Bloom Energy steht vor einem entscheidenden Dienstag. Der Brennstoffzellen-Hersteller legt nach Börsenschluss seine Quartalszahlen vor. Die Optionsmärkte signalisieren dabei ungewöhnlich hohe Unsicherheit darüber, wo die Aktie danach landen wird.
Die Aktie notiert bei 157,00 Euro und verliert am Tag 4,15 Prozent. Auf Wochensicht steht ein Minus von 9,14 Prozent zu Buche. Zuletzt bewegte sich das Papier vor allem eines: heftig.
Auffällige Absicherungsgeschäfte vor dem Bericht
Handelsdesks haben eine deutliche defensive Positionierung im Optionsmarkt registriert. Ein bearisher Put-Sweep umfasste rund 2.100 Kontrakte mit Laufzeit 7. August und Basispreis 200 Dollar. Das offene Interesse lag zuvor bei nur 442 Kontrakten, die Prämie summierte sich auf etwa 26.600 Dollar.
Der Flow deutet darauf hin, dass Händler sich gegen fallende Kurse rund um die Zahlen absichern. Optionsmärkte preisen zudem die Möglichkeit einer außergewöhnlich starken Kursbewegung nach den Zahlen ein. Das signalisiert: Trader rechnen mit erheblicher Volatilität, sobald Ergebnisse und Ausblick bekannt sind.
Analysten uneinig trotz bullishem Grundtenor
Die Wall Street bleibt insgesamt konstruktiv gestimmt, obwohl die Aktie seit ihrem Junihoch deutlich zurückgekommen ist. Das durchschnittliche Kursziel liegt bei 263,16 Dollar, die Einstufung lautet im Konsens „Kaufen“. Die jüngsten Analystenreaktionen fallen jedoch uneinheitlich aus:
- JPMorgan: Overweight, Kursziel angehoben auf 346 Dollar (21. Juli)
- TD Cowen: Hold, Kursziel bestätigt bei 235 Dollar (20. Juli)
- Truist Securities: Neu mit Hold gestartet, Kursziel 250 Dollar (14. Juli)
JPMorgan sticht mit seiner bullishen Haltung heraus.

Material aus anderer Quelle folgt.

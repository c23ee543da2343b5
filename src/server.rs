//! HTTP server for `trail serve`.
//!
//! A thin JSON layer over the same operations the CLI runs.
//!
//! # Endpoints
//!
//! | Method | Path | Description |
//! |--------|------|-------------|
//! | `GET`  | `/health` | Health check (returns version) |
//! | `POST` | `/search` | Lexical, semantic, or hybrid search |
//! | `POST` | `/ask` | Grounded answer with cited sources |
//! | `GET`  | `/records/{id}` | Fetch one record |
//!
//! # Error Contract
//!
//! ```json
//! { "error": { "code": "bad_request", "message": "query must not be empty" } }
//! ```
//!
//! Error codes: `bad_request` (400), `not_found` (404), `embeddings_disabled` (400),
//! `timeout` (408), `completion_failed` (502), `internal` (500).
//!
//! # CORS
//!
//! All origins, methods, and headers are permitted so a local browser
//! extension or page can call the API.

use axum::{
    extract::{Path, State},
    http::StatusCode,
    response::{IntoResponse, Response},
    routing::{get, post},
    Json, Router,
};
use serde::{Deserialize, Serialize};
use std::sync::Arc;
use tower_http::cors::{Any, CorsLayer};

use webtrail_core::completion::CompletionProvider;
use webtrail_core::embedding::EmbeddingProvider;
use webtrail_core::error::{kind_of, TrailError};
use webtrail_core::models::SearchResult;
use webtrail_core::rag::Answer;
use webtrail_core::search::{SearchMode, SearchRequest};
use webtrail_core::store::RecordStore;

use crate::ask::{answer_question, ask_options};
use crate::config::Config;
use crate::db;
use crate::embedding;
use crate::get::{get_record, RecordResponse};
use crate::llm;
use crate::search::{search_records, FilterArgs};
use crate::sqlite_store::SqliteStore;

/// Shared application state passed to all route handlers via Axum's `State` extractor.
#[derive(Clone)]
pub struct AppState {
    config: Arc<Config>,
    store: Arc<dyn RecordStore>,
    embedder: Option<Arc<dyn EmbeddingProvider>>,
    completer: Option<Arc<dyn CompletionProvider>>,
}

impl AppState {
    pub fn new(
        config: Config,
        store: Arc<dyn RecordStore>,
        embedder: Option<Arc<dyn EmbeddingProvider>>,
        completer: Option<Arc<dyn CompletionProvider>>,
    ) -> Self {
        Self {
            config: Arc::new(config),
            store,
            embedder,
            completer,
        }
    }
}

/// Build the router with CORS applied.
pub fn router(state: AppState) -> Router {
    let cors = CorsLayer::new()
        .allow_origin(Any)
        .allow_methods(Any)
        .allow_headers(Any);

    Router::new()
        .route("/health", get(handle_health))
        .route("/search", post(handle_search))
        .route("/ask", post(handle_ask))
        .route("/records/{id}", get(handle_get_record))
        .layer(cors)
        .with_state(state)
}

/// Starts the HTTP server on `[server].bind` and runs until the process
/// is terminated.
pub async fn run_server(config: &Config) -> anyhow::Result<()> {
    let bind_addr = config.server.bind.clone();
    let pool = db::connect(config).await?;
    let store: Arc<dyn RecordStore> = Arc::new(SqliteStore::new(pool));
    let embedder = embedding::create_provider(&config.embedding)?;
    let completer = llm::create_completer(&config.llm)?;

    let state = AppState::new(config.clone(), store, embedder, completer);
    let app = router(state);

    println!("webtrail server listening on http://{}", bind_addr);
    tracing::info!(bind = %bind_addr, "server started");

    let listener = tokio::net::TcpListener::bind(&bind_addr).await?;
    axum::serve(listener, app).await?;

    Ok(())
}

// ============ Error response ============

#[derive(Serialize)]
struct ErrorBody {
    error: ErrorDetail,
}

#[derive(Serialize)]
struct ErrorDetail {
    code: String,
    message: String,
}

/// Internal error type that converts into an Axum HTTP response.
#[derive(Debug)]
pub struct AppError {
    status: StatusCode,
    code: &'static str,
    message: String,
}

impl IntoResponse for AppError {
    fn into_response(self) -> Response {
        let body = ErrorBody {
            error: ErrorDetail {
                code: self.code.to_string(),
                message: self.message,
            },
        };
        (self.status, Json(body)).into_response()
    }
}

fn app_error(status: StatusCode, code: &'static str, message: impl Into<String>) -> AppError {
    AppError {
        status,
        code,
        message: message.into(),
    }
}

fn bad_request(message: impl Into<String>) -> AppError {
    app_error(StatusCode::BAD_REQUEST, "bad_request", message)
}

fn not_found(message: impl Into<String>) -> AppError {
    app_error(StatusCode::NOT_FOUND, "not_found", message)
}

fn embeddings_disabled() -> AppError {
    app_error(
        StatusCode::BAD_REQUEST,
        "embeddings_disabled",
        "semantic search requires an embedding provider",
    )
}

/// Map a failed operation to a status by its [`TrailError`] kind.
fn classify_error(err: anyhow::Error) -> AppError {
    let msg = err.to_string();
    match kind_of(&err) {
        Some(TrailError::Timeout { .. }) => {
            app_error(StatusCode::REQUEST_TIMEOUT, "timeout", msg)
        }
        Some(TrailError::CompletionFailure { .. }) => {
            app_error(StatusCode::BAD_GATEWAY, "completion_failed", msg)
        }
        Some(TrailError::MalformedInput { .. }) => bad_request(msg),
        _ => {
            tracing::error!(error = %msg, "request failed");
            app_error(StatusCode::INTERNAL_SERVER_ERROR, "internal", msg)
        }
    }
}

// ============ GET /health ============

#[derive(Serialize)]
struct HealthResponse {
    status: &'static str,
    version: &'static str,
    embeddings: bool,
    completion: bool,
}

async fn handle_health(State(state): State<AppState>) -> Json<HealthResponse> {
    Json(HealthResponse {
        status: "ok",
        version: env!("CARGO_PKG_VERSION"),
        embeddings: state.embedder.is_some(),
        completion: state.completer.is_some(),
    })
}

// ============ POST /search ============

#[derive(Debug, Deserialize)]
pub struct SearchBody {
    pub query: String,
    #[serde(default)]
    pub mode: Option<String>,
    #[serde(default)]
    pub limit: Option<usize>,
    #[serde(default)]
    pub categories: Vec<String>,
    #[serde(default)]
    pub domains: Vec<String>,
    #[serde(default)]
    pub since: Option<String>,
    #[serde(default)]
    pub until: Option<String>,
    #[serde(default)]
    pub timeout_secs: Option<u64>,
}

#[derive(Serialize)]
struct SearchResponse {
    mode: &'static str,
    results: Vec<SearchResult>,
}

fn filter_args(
    categories: Vec<String>,
    domains: Vec<String>,
    since: Option<String>,
    until: Option<String>,
) -> FilterArgs {
    FilterArgs {
        categories,
        domains,
        since,
        until,
    }
}

async fn handle_search(
    State(state): State<AppState>,
    Json(body): Json<SearchBody>,
) -> Result<Json<SearchResponse>, AppError> {
    if body.query.trim().is_empty() {
        return Err(bad_request("query must not be empty"));
    }
    let mode = match body.mode.as_deref() {
        Some(m) => m.parse::<SearchMode>().map_err(|e| bad_request(e.to_string()))?,
        None => SearchMode::Hybrid,
    };
    if mode == SearchMode::Semantic && state.embedder.is_none() {
        return Err(embeddings_disabled());
    }
    let limit = body.limit.unwrap_or(state.config.retrieval.final_limit);
    if limit == 0 {
        return Err(bad_request("limit must be >= 1"));
    }
    let filters = filter_args(body.categories, body.domains, body.since, body.until)
        .build()
        .map_err(|e| bad_request(e.to_string()))?;

    let req = SearchRequest {
        query: body.query,
        mode,
        filters,
        limit,
        rrf_k: state.config.retrieval.rrf_k,
    };
    let timeout = body
        .timeout_secs
        .unwrap_or(state.config.retrieval.timeout_secs);
    let results = search_records(state.store.as_ref(), state.embedder.as_deref(), &req, timeout)
        .await
        .map_err(classify_error)?;

    Ok(Json(SearchResponse {
        mode: mode.as_str(),
        results,
    }))
}

// ============ POST /ask ============

#[derive(Debug, Deserialize)]
pub struct AskBody {
    pub question: String,
    #[serde(default)]
    pub limit: Option<usize>,
    #[serde(default)]
    pub categories: Vec<String>,
    #[serde(default)]
    pub domains: Vec<String>,
    #[serde(default)]
    pub since: Option<String>,
    #[serde(default)]
    pub until: Option<String>,
    #[serde(default)]
    pub timeout_secs: Option<u64>,
}

async fn handle_ask(
    State(state): State<AppState>,
    Json(body): Json<AskBody>,
) -> Result<Json<Answer>, AppError> {
    if body.question.trim().is_empty() {
        return Err(bad_request("question must not be empty"));
    }
    let Some(completer) = state.completer.as_deref() else {
        return Err(bad_request("ask requires a completion provider"));
    };
    let filters = filter_args(body.categories, body.domains, body.since, body.until);
    let opts = ask_options(&state.config, body.limit, &filters)
        .map_err(|e| bad_request(e.to_string()))?;
    let timeout = body
        .timeout_secs
        .unwrap_or(state.config.retrieval.timeout_secs);

    let answer = answer_question(
        state.store.as_ref(),
        state.embedder.as_deref(),
        completer,
        &body.question,
        &opts,
        timeout,
    )
    .await
    .map_err(classify_error)?;

    Ok(Json(answer))
}

// ============ GET /records/{id} ============

async fn handle_get_record(
    State(state): State<AppState>,
    Path(id): Path<String>,
) -> Result<Json<RecordResponse>, AppError> {
    match get_record(state.store.as_ref(), &id).await {
        Ok(Some(rec)) => Ok(Json(rec)),
        Ok(None) => Err(not_found(format!("record not found: {}", id))),
        Err(e) => Err(classify_error(e)),
    }
}

#[cfg(test)]
mod tests {
    use super::*;
    use anyhow::anyhow;

    #[test]
    fn test_classify_error_by_kind() {
        let e = classify_error(TrailError::Timeout { seconds: 3 }.into());
        assert_eq!(e.status, StatusCode::REQUEST_TIMEOUT);
        assert_eq!(e.code, "timeout");

        let e = classify_error(
            anyhow::Error::from(TrailError::CompletionFailure {
                reason: "503".into(),
            })
            .context("ask"),
        );
        assert_eq!(e.status, StatusCode::BAD_GATEWAY);
        assert_eq!(e.code, "completion_failed");

        let e = classify_error(anyhow!("disk I/O error"));
        assert_eq!(e.code, "internal");
    }
}
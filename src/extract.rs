//! Concrete extractors registered for each category.
//!
//! Every extractor shares the same body handling: markup is converted to
//! text with `html2text` when present, otherwise the captured text is used.
//! Category extractors then add their own metadata fields.

use std::sync::Arc;

use anyhow::{anyhow, Result};
use serde_json::{json, Map, Value};
use url::Url;

use webtrail_core::blocklist::origin_domain;
use webtrail_core::classify::query_param;
use webtrail_core::extract::{Extraction, Extractor, ExtractorRegistry};
use webtrail_core::models::{Category, RawRecord};

/// Line width passed to `html2text`.
const RENDER_WIDTH: usize = 100;

/// Build the registry used by `trail ingest`.
pub fn default_registry() -> ExtractorRegistry {
    let mut registry = ExtractorRegistry::new(Arc::new(GenericExtractor));
    registry
        .register(Category::Email, Arc::new(EmailExtractor))
        .register(Category::Chat, Arc::new(ChatExtractor))
        .register(Category::Search, Arc::new(SearchExtractor))
        .register(Category::Document, Arc::new(DocumentExtractor));
    registry
}

/// Render the record body and start a metadata object with the image count.
fn body(raw: &RawRecord) -> Result<(String, Map<String, Value>)> {
    let text = if raw.html.trim().is_empty() {
        raw.text.clone()
    } else {
        html2text::from_read(raw.html.as_bytes(), RENDER_WIDTH)
            .map_err(|e| anyhow!("html render failed: {}", e))?
    };
    let mut metadata = Map::new();
    metadata.insert("images".to_string(), json!(raw.images.len()));
    Ok((tidy(&text), metadata))
}

/// Trim each line and collapse runs of blank lines.
fn tidy(text: &str) -> String {
    let mut out = String::with_capacity(text.len());
    let mut blank_run = 0;
    for line in text.lines().map(str::trim_end) {
        if line.trim().is_empty() {
            blank_run += 1;
            if blank_run > 1 {
                continue;
            }
        } else {
            blank_run = 0;
        }
        out.push_str(line);
        out.push('\n');
    }
    out.trim().to_string()
}

/// Split a page title on the usual separators (`" | "`, `" - "`, `" – "`).
fn title_parts(title: &str) -> Vec<String> {
    title
        .replace(" – ", " | ")
        .replace(" - ", " | ")
        .split(" | ")
        .map(str::trim)
        .filter(|p| !p.is_empty())
        .map(str::to_string)
        .collect()
}

fn insert_opt(metadata: &mut Map<String, Value>, key: &str, value: Option<String>) {
    if let Some(v) = value.filter(|v| !v.is_empty()) {
        metadata.insert(key.to_string(), Value::String(v));
    }
}

pub struct GenericExtractor;

impl Extractor for GenericExtractor {
    fn name(&self) -> &str {
        "generic"
    }

    fn extract(&self, raw: &RawRecord) -> Result<Extraction> {
        let (text, metadata) = body(raw)?;
        Ok(Extraction { text, metadata })
    }
}

/// Webmail: subject from the title, mailbox from the URL fragment.
pub struct EmailExtractor;

impl Extractor for EmailExtractor {
    fn name(&self) -> &str {
        "email"
    }

    fn extract(&self, raw: &RawRecord) -> Result<Extraction> {
        let (text, mut metadata) = body(raw)?;
        let subject = title_parts(&raw.title).into_iter().next();
        let mailbox = raw
            .url
            .split_once('#')
            .and_then(|(_, frag)| frag.split('/').next())
            .map(|m| m.to_ascii_lowercase());
        insert_opt(&mut metadata, "subject", subject);
        insert_opt(&mut metadata, "mailbox", mailbox);
        Ok(Extraction { text, metadata })
    }
}

/// Chat apps: channel from the title, workspace from the title or host.
pub struct ChatExtractor;

impl Extractor for ChatExtractor {
    fn name(&self) -> &str {
        "chat"
    }

    fn extract(&self, raw: &RawRecord) -> Result<Extraction> {
        let (text, mut metadata) = body(raw)?;
        let parts = title_parts(&raw.title);
        let channel = parts
            .first()
            .map(|c| c.trim_start_matches(['#', '@']).to_string());
        let workspace = parts.get(1).cloned().or_else(|| {
            // acme.slack.com → acme; app.slack.com names no workspace.
            let domain = origin_domain(&raw.url)?;
            let (label, rest) = domain.split_once('.')?;
            (rest.contains('.') && label != "app" && label != "web").then(|| label.to_string())
        });
        insert_opt(&mut metadata, "channel", channel);
        insert_opt(&mut metadata, "workspace", workspace);
        Ok(Extraction { text, metadata })
    }
}

/// Search result pages: the query string and engine.
pub struct SearchExtractor;

impl Extractor for SearchExtractor {
    fn name(&self) -> &str {
        "search"
    }

    fn extract(&self, raw: &RawRecord) -> Result<Extraction> {
        let (text, mut metadata) = body(raw)?;
        insert_opt(&mut metadata, "query", query_param(&raw.url, &["q", "query", "p"]));
        insert_opt(&mut metadata, "engine", origin_domain(&raw.url));
        Ok(Extraction { text, metadata })
    }
}

/// Hosted documents: the `/d/<id>/` identifier when the URL has one.
pub struct DocumentExtractor;

impl Extractor for DocumentExtractor {
    fn name(&self) -> &str {
        "document"
    }

    fn extract(&self, raw: &RawRecord) -> Result<Extraction> {
        let (text, mut metadata) = body(raw)?;
        insert_opt(&mut metadata, "document_id", document_id(&raw.url));
        Ok(Extraction { text, metadata })
    }
}

fn document_id(url: &str) -> Option<String> {
    let parsed = Url::parse(url.trim()).ok()?;
    let mut segments = parsed.path_segments()?;
    segments.find(|s| *s == "d")?;
    let id = segments.next().filter(|s| !s.is_empty())?.to_string();
    Some(id)
}

#[cfg(test)]
mod tests {
    use super::*;

    fn raw(url: &str, title: &str, text: &str, html: &str) -> RawRecord {
        RawRecord::from_json_line(
            &json!({"url": url, "title": title, "text": text, "html": html, "images": ["a.png"]})
                .to_string(),
        )
        .unwrap()
    }

    #[test]
    fn test_generic_prefers_markup() {
        let r = raw(
            "https://example.com",
            "Example",
            "captured",
            "<html><body><h1>Hello</h1><p>World</p></body></html>",
        );
        let ex = GenericExtractor.extract(&r).unwrap();
        assert!(ex.text.contains("Hello"));
        assert!(ex.text.contains("World"));
        assert!(!ex.text.contains("<p>"));
        assert_eq!(ex.metadata["images"], json!(1));
    }

    #[test]
    fn test_generic_without_markup_uses_text() {
        let r = raw("https://example.com", "", "line one\n\n\n\nline two  ", "");
        let ex = GenericExtractor.extract(&r).unwrap();
        assert_eq!(ex.text, "line one\n\nline two");
    }

    #[test]
    fn test_email_metadata() {
        let r = raw(
            "https://mail.google.com/mail/u/0/#inbox/FMfcgz",
            "Invoice for March - me@example.com - Gmail",
            "body",
            "",
        );
        let ex = EmailExtractor.extract(&r).unwrap();
        assert_eq!(ex.metadata["subject"], json!("Invoice for March"));
        assert_eq!(ex.metadata["mailbox"], json!("inbox"));
    }

    #[test]
    fn test_chat_metadata() {
        let r = raw("https://app.slack.com/client/T1/C1", "#ops | Acme Corp", "hi", "");
        let ex = ChatExtractor.extract(&r).unwrap();
        assert_eq!(ex.metadata["channel"], json!("ops"));
        assert_eq!(ex.metadata["workspace"], json!("Acme Corp"));

        let r = raw("https://acme.slack.com/archives/C1", "general", "hi", "");
        let ex = ChatExtractor.extract(&r).unwrap();
        assert_eq!(ex.metadata["workspace"], json!("acme"));
    }

    #[test]
    fn test_search_and_document_metadata() {
        let r = raw("https://duckduckgo.com/?q=rust+rrf&ia=web", "rust rrf", "", "");
        let ex = SearchExtractor.extract(&r).unwrap();
        assert_eq!(ex.metadata["query"], json!("rust rrf"));
        assert_eq!(ex.metadata["engine"], json!("duckduckgo.com"));

        let r = raw("https://docs.google.com/document/d/1AbC/edit#heading=h.1", "Plan", "", "");
        let ex = DocumentExtractor.extract(&r).unwrap();
        assert_eq!(ex.metadata["document_id"], json!("1AbC"));

        let r = raw("https://example.com/doc?next=/d/xyz/", "Plan", "", "");
        let ex = DocumentExtractor.extract(&r).unwrap();
        assert!(ex.metadata.get("document_id").is_none());
    }

    #[test]
    fn test_default_registry_covers_categories() {
        let reg = default_registry();
        assert_eq!(reg.resolve(Category::Chat).name(), "chat");
        assert_eq!(reg.resolve(Category::Article).name(), "generic");
        assert_eq!(reg.registered().len(), 4);
    }
}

Die Bank hob ihr Kursziel von 267 auf 346 Dollar an und verweist auf Blooms Wachstumspotenzial bis 2030. Wichtig für eine bessere Umsatzsichtbarkeit bleiben laut JPMorgan aber neue Kundengewinne, mehr Klarheit in der Lieferkette und Fortschritte bei den großen Projekten.
Ein Ausverkauf trotz intakter Wachstumsstory
Die Aktie näherte sich den Zahlen alles andere als ruhig. Vor wenigen Tagen brach das Papier an einem einzigen Handelstag um fast 15 Prozent ein, begleitet von einem Handelsvolumen deutlich über dem üblichen Durchschnitt. Der Ausverkauf traf die Aktie, obwohl die grundsätzliche Wachstumsstory rund um KI-getriebenen Strombedarf intakt blieb.
Das zeigt: Bloom reagiert derzeit extrem sensibel auf jede Verschiebung in der Stimmung rund um Ausführungsrisiken. Mit einem RSI von 34,9 gilt das Papier charttechnisch als überverkauft — ein Hinweis auf die aufgestaute Nervosität im Markt.
Worauf Anleger am Dienstag achten
Bloom Energy meldet die Zahlen nach US-Börsenschluss, die Telefonkonferenz mit Investoren startet um 17 Uhr Ostküstenzeit. Im Fokus stehen die Umsatzprognose, die Bruttomarge und der operative Cashflow.
Die Konsensschätzungen verlangen ein deutliches Wachstum im Vergleich zum Vorquartal, um die Jahresziele noch zu erreichen. Zusammen mit der konzentrierten Optionspositionierung um bestimmte Basispreise macht das den Dienstag zu einem echten Testfall. Wie stark die Reaktion ausfällt, hängt davon ab, ob das Management die Wachstumsstory mit konkreten Zahlen unterfüttern kann.